**Work order**. Using the data below, copy every line that contains the word "TransportConfig".
Data listing: Begin
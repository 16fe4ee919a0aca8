use std::time::Duration;

use crate::error::{Kind, Result};

/// Options that shape the shared `reqwest::Client`. Kept separate from the
/// CLI `Args` struct so the client builder doesn't need to know about every
/// unrelated flag.
#[derive(Debug, Clone)]
pub struct TransportConfig {
    pub proxy_url: Option<String>,
    pub request_timeout: Duration,
    pub connect_timeout: Duration,
    pub pool_idle_timeout: Duration,
    pub pool_max_idle_per_host: usize,
    pub insecure_skip_verify: bool,
}

impl Default for TransportConfig {
    fn default() -> Self {
        Self {
            proxy_url: None,
            // Global per-request ceiling; the engine layers a shorter,
            // size-adaptive deadline on top for image streaming.
            request_timeout: Duration::from_secs(10 * 60),
            // TLS handshake timeout.
            connect_timeout: Duration::from_secs(20),
            pool_idle_timeout: Duration::from_secs(30),
            pool_max_idle_per_host: 8,
            // The archive presents internally-signed certificates, per design.
            insecure_skip_verify: true,
        }
    }
}

/// Builds the single `reqwest::Client` shared by every subsystem for the
/// lifetime of a run, mirroring `peoci::ocidist::Client::new`'s one-client-
/// per-process shape: pooled connections, a bounded idle window, explicit
/// per-request deadline, and no HTTP/2 (the upstream archive host negotiates
/// HTTP/1.1 only, and disabling ALPN's h2 offer avoids a class of stalled
/// streams seen against flaky proxies).
pub fn build_client(config: &TransportConfig) -> Result<reqwest::Client> {
    let mut builder = reqwest::Client::builder()
        .timeout(config.request_timeout)
        .connect_timeout(config.connect_timeout)
        .pool_idle_timeout(config.pool_idle_timeout)
        .pool_max_idle_per_host(config.pool_max_idle_per_host)
        .http1_only()
        .danger_accept_invalid_certs(config.insecure_skip_verify);

    if let Some(proxy_url) = &config.proxy_url {
        let proxy = reqwest::Proxy::all(proxy_url)
            .map_err(|e| Kind::Config(format!("invalid proxy url {proxy_url}: {e}")))?;
        builder = builder.proxy(proxy);
    }

    builder
        .build()
        .map_err(|e| Kind::Config(format!("building http client: {e}")))
}
use std::path::{Path, PathBuf};
use std::time::Duration;

use tokio::io::AsyncWriteExt;

use crate::archive;
use crate::error::{Kind, Result};
use crate::model::SeriesRecord;
use crate::request;
use crate::token::backoff_delay;

#[derive(Debug, Clone, Copy, PartialEq, Eq)]
pub enum LayoutMode {
    Extract,
    KeepZip,
}

#[derive(Debug, Clone)]
pub struct DownloadOptions {
    pub layout: LayoutMode,
    pub hash_verify: bool,
    pub force: bool,
    /// When false, a series is always (re)downloaded even if the precondition
    /// would otherwise report it present and correct.
    pub skip_existing: bool,
    pub max_retries: u32,
    pub retry_delay: Duration,
    pub request_delay: Duration,
    /// Base the image endpoint is rooted at, before the API version segment.
    pub image_base: String,
    pub api_version: String,
    pub api_version_fallback: String,
}

#[derive(Debug, Clone, Copy, PartialEq, Eq)]
pub enum Outcome {
    Downloaded,
    Skipped,
}

/// Where a series lands on disk, and the matching temp-file siblings used
/// during materialization.
struct Targets {
    subject_study_dir: PathBuf,
    final_path: PathBuf,
}

fn targets_for(output_root: &Path, record: &SeriesRecord, layout: LayoutMode) -> Targets {
    let subject_study_dir = output_root.join(&record.subject_id).join(&record.study_uid);
    let final_path = match layout {
        LayoutMode::Extract => subject_study_dir.join(&record.series_uid),
        LayoutMode::KeepZip => subject_study_dir.join(format!("{}.zip", record.series_uid)),
    };
    Targets {
        subject_study_dir,
        final_path,
    }
}

/// `NeedsDownload` precondition from the design: decides whether a series
/// must be (re)downloaded before any network I/O happens.
pub fn needs_download(record: &SeriesRecord, targets_root: &Path, options: &DownloadOptions) -> bool {
    if options.force || !options.skip_existing {
        return true;
    }
    let targets = targets_for(targets_root, record, options.layout);
    match options.layout {
        LayoutMode::KeepZip => {
            match std::fs::metadata(&targets.final_path) {
                Ok(meta) => meta.is_dir(),
                Err(_) => true,
            }
        }
        LayoutMode::Extract => {
            let meta = match std::fs::metadata(&targets.final_path) {
                Ok(meta) => meta,
                Err(_) => return true,
            };
            if !meta.is_dir() {
                return true;
            }
            if let Some(expected) = record.file_size_uncompressed {
                match archive::directory_size(&targets.final_path) {
                    Ok(actual) => actual != expected,
                    Err(_) => true,
                }
            } else {
                false
            }
        }
    }
}

/// `5 min + 1 min per 100 MiB of declared uncompressed size`, capped at 60
/// min; 30 min when the size is unknown.
fn deadline_for_size(declared_size: Option<u64>) -> Duration {
    const MIB_100: u64 = 100 * 1024 * 1024;
    match declared_size {
        None => Duration::from_secs(30 * 60),
        Some(size) => {
            let extra_minutes = size.div_ceil(MIB_100);
            let total_minutes = (5 + extra_minutes).min(60);
            Duration::from_secs(total_minutes * 60)
        }
    }
}

/// Downloads and materializes a single series, retrying with exponential
/// backoff on retryable failures. Never panics on a per-series fault: all
/// failures are folded into the returned `Err` for the caller to record in
/// `DownloadStats::failed`.
pub async fn download_one_series(
    client: &reqwest::Client,
    bearer: &str,
    output_root: &Path,
    record: &SeriesRecord,
    options: &DownloadOptions,
) -> Result<Outcome> {
    if !needs_download(record, output_root, options) {
        return Ok(Outcome::Skipped);
    }

    let targets = targets_for(output_root, record, options.layout);
    tokio::fs::create_dir_all(&targets.subject_study_dir)
        .await
        .map_err(Kind::from)?;

    let mut attempt = 0u32;
    loop {
        if !options.request_delay.is_zero() {
            tokio::time::sleep(options.request_delay).await;
        }

        match attempt_once(client, bearer, &targets.final_path, record, options).await {
            Ok(()) => return Ok(Outcome::Downloaded),
            Err(e) => {
                cleanup_temp_siblings(&targets.final_path).await;
                if attempt >= options.max_retries || !e.is_retryable() {
                    return Err(e);
                }
                let delay = backoff_delay(attempt, options.retry_delay, Duration::from_secs(600));
                log::warn!(
                    "series {} attempt {attempt} failed ({e}), retrying in {delay:?}",
                    record.series_uid
                );
                tokio::time::sleep(delay).await;
                attempt += 1;
            }
        }
    }
}

fn temp_zip_path(final_path: &Path, layout: LayoutMode) -> PathBuf {
    match layout {
        LayoutMode::Extract => with_suffix(final_path, ".zip.tmp"),
        LayoutMode::KeepZip => with_suffix(final_path, ".tmp"),
    }
}

fn uncompressed_temp_path(final_path: &Path) -> PathBuf {
    with_suffix(final_path, ".uncompressed.tmp")
}

fn with_suffix(path: &Path, suffix: &str) -> PathBuf {
    let mut name = path.file_name().unwrap_or_default().to_os_string();
    name.push(suffix);
    path.with_file_name(name)
}

async fn attempt_once(
    client: &reqwest::Client,
    bearer: &str,
    final_path: &Path,
    record: &SeriesRecord,
    options: &DownloadOptions,
) -> Result<()> {
    let deadline = deadline_for_size(record.file_size_uncompressed);

    let response = tokio::time::timeout(
        deadline,
        request::get_with_version_fallback(
            client,
            &options.image_base,
            &options.api_version,
            &options.api_version_fallback,
            "image",
            &[("SeriesInstanceUID", record.series_uid.as_str())],
            bearer,
        ),
    )
    .await
    .map_err(|_| Kind::Transport("request timed out".to_string()))??;

    if response.status() != reqwest::StatusCode::OK {
        let status = response.status();
        if status == reqwest::StatusCode::UNAUTHORIZED || status == reqwest::StatusCode::FORBIDDEN {
            return Err(Kind::Auth(format!("image endpoint returned {status}")));
        }
        return Err(Kind::Server(status));
    }

    let zip_tmp_path = temp_zip_path(final_path, options.layout);
    write_body_to_file(response, &zip_tmp_path, deadline).await?;

    match options.layout {
        LayoutMode::KeepZip => materialize_keep_zip(&zip_tmp_path, final_path).await,
        LayoutMode::Extract => {
            let outcome = verify_and_extract(&zip_tmp_path, final_path, record, options).await;
            match outcome {
                Ok(()) => materialize_extracted(&zip_tmp_path, final_path).await,
                Err(e) => Err(e),
            }
        }
    }
}

/// Streams the response body through a 64 KiB buffer into a temp file,
/// reading the body exactly once (same shape as `peoci::ocidist::get_blob`'s
/// chunk-by-chunk hashing-while-writing loop, minus the hasher since body
/// length is not itself verified per the design note).
async fn write_body_to_file(
    mut response: reqwest::Response,
    tmp_path: &Path,
    deadline: Duration,
) -> Result<()> {
    let mut file = tokio::fs::File::create(tmp_path).await.map_err(Kind::from)?;
    let mut written = 0u64;
    let result = tokio::time::timeout(deadline, async {
        while let Some(chunk) = response.chunk().await.map_err(Kind::from)? {
            file.write_all(&chunk).await.map_err(Kind::from)?;
            written += chunk.len() as u64;
        }
        file.flush().await.map_err(Kind::from)?;
        Ok::<(), Kind>(())
    })
    .await;

    match result {
        Ok(Ok(())) => {
            log::info!("wrote {written} bytes to {}", tmp_path.display());
            Ok(())
        }
        Ok(Err(e)) => Err(e),
        Err(_) => Err(Kind::Transport("stream read timed out".to_string())),
    }
}

async fn verify_and_extract(
    zip_tmp_path: &Path,
    final_path: &Path,
    record: &SeriesRecord,
    options: &DownloadOptions,
) -> Result<()> {
    let archive_bytes = tokio::fs::read(zip_tmp_path).await.map_err(Kind::from)?;
    let extract_dest = uncompressed_temp_path(final_path);
    if extract_dest.exists() {
        tokio::fs::remove_dir_all(&extract_dest).await.ok();
    }
    tokio::fs::create_dir_all(&extract_dest).await.map_err(Kind::from)?;

    let hash_map = if options.hash_verify {
        let bytes_for_manifest = archive_bytes.clone();
        let manifest_bytes = tokio::task::spawn_blocking(move || archive::read_hash_manifest_entry(&bytes_for_manifest))
            .await
            .map_err(|e| Kind::Filesystem(format!("hash manifest read task panicked: {e}")))??;
        match manifest_bytes {
            Some(bytes) => {
                let map = tokio::task::spawn_blocking(move || archive::parse_hash_manifest(&bytes))
                    .await
                    .map_err(|e| Kind::Filesystem(format!("hash manifest parse task panicked: {e}")))??;
                Some(map)
            }
            None => {
                return Err(Kind::Integrity(
                    "hash verification requested but archive has no hash manifest".to_string(),
                ))
            }
        }
    } else {
        None
    };

    let dest = extract_dest.clone();
    let hash_map_ref = hash_map.clone();
    let outcome = tokio::task::spawn_blocking(move || {
        archive::extract_and_verify(&archive_bytes, &dest, hash_map_ref.as_ref())
    })
    .await
    .map_err(|e| Kind::Filesystem(format!("extraction task panicked: {e}")))??;

    if !outcome.mismatches.is_empty() {
        return Err(Kind::Integrity(format!(
            "hash mismatch for: {}",
            outcome.mismatches.join(", ")
        )));
    }

    if let Some(expected) = record.file_size_uncompressed {
        if hash_map.is_some() && outcome.total_bytes != expected {
            return Err(Kind::Integrity(format!(
                "extracted size {} does not match expected {}",
                outcome.total_bytes, expected
            )));
        }
        // Non-hash mode: comparison is informational only, per the design note
        // that a non-imaging file in the archive can legitimately perturb the
        // sum. Logged, not enforced.
        if hash_map.is_none() && outcome.total_bytes != expected {
            log::debug!(
                "series {}: extracted size {} differs from declared {} (informational)",
                record.series_uid,
                outcome.total_bytes,
                expected
            );
        }
    }

    Ok(())
}

async fn materialize_extracted(zip_tmp_path: &Path, final_path: &Path) -> Result<()> {
    let extract_dest = uncompressed_temp_path(final_path);
    if tokio::fs::metadata(final_path).await.is_ok() {
        tokio::fs::remove_dir_all(final_path).await.map_err(Kind::from)?;
    }
    tokio::fs::rename(&extract_dest, final_path).await.map_err(Kind::from)?;
    tokio::fs::remove_file(zip_tmp_path).await.ok();
    Ok(())
}

async fn materialize_keep_zip(zip_tmp_path: &Path, final_path: &Path) -> Result<()> {
    if tokio::fs::metadata(final_path).await.is_ok() {
        tokio::fs::remove_file(final_path).await.map_err(Kind::from)?;
    }
    tokio::fs::rename(zip_tmp_path, final_path).await.map_err(Kind::from)?;
    Ok(())
}

/// On any failure, both temp siblings are removed so the next attempt (or
/// the next run entirely) starts clean.
async fn cleanup_temp_siblings(final_path: &Path) {
    let zip_tmp_extract = with_suffix(final_path, ".zip.tmp");
    let zip_tmp_keep = with_suffix(final_path, ".tmp");
    let uncompressed_tmp = uncompressed_temp_path(final_path);
    tokio::fs::remove_file(&zip_tmp_extract).await.ok();
    tokio::fs::remove_file(&zip_tmp_keep).await.ok();
    tokio::fs::remove_dir_all(&uncompressed_tmp).await.ok();
}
Data listing: End
**Expected output**.
pub struct TransportConfig {
impl Default for TransportConfig {
pub fn build_client(config: &TransportConfig) -> Result<reqwest::Client> {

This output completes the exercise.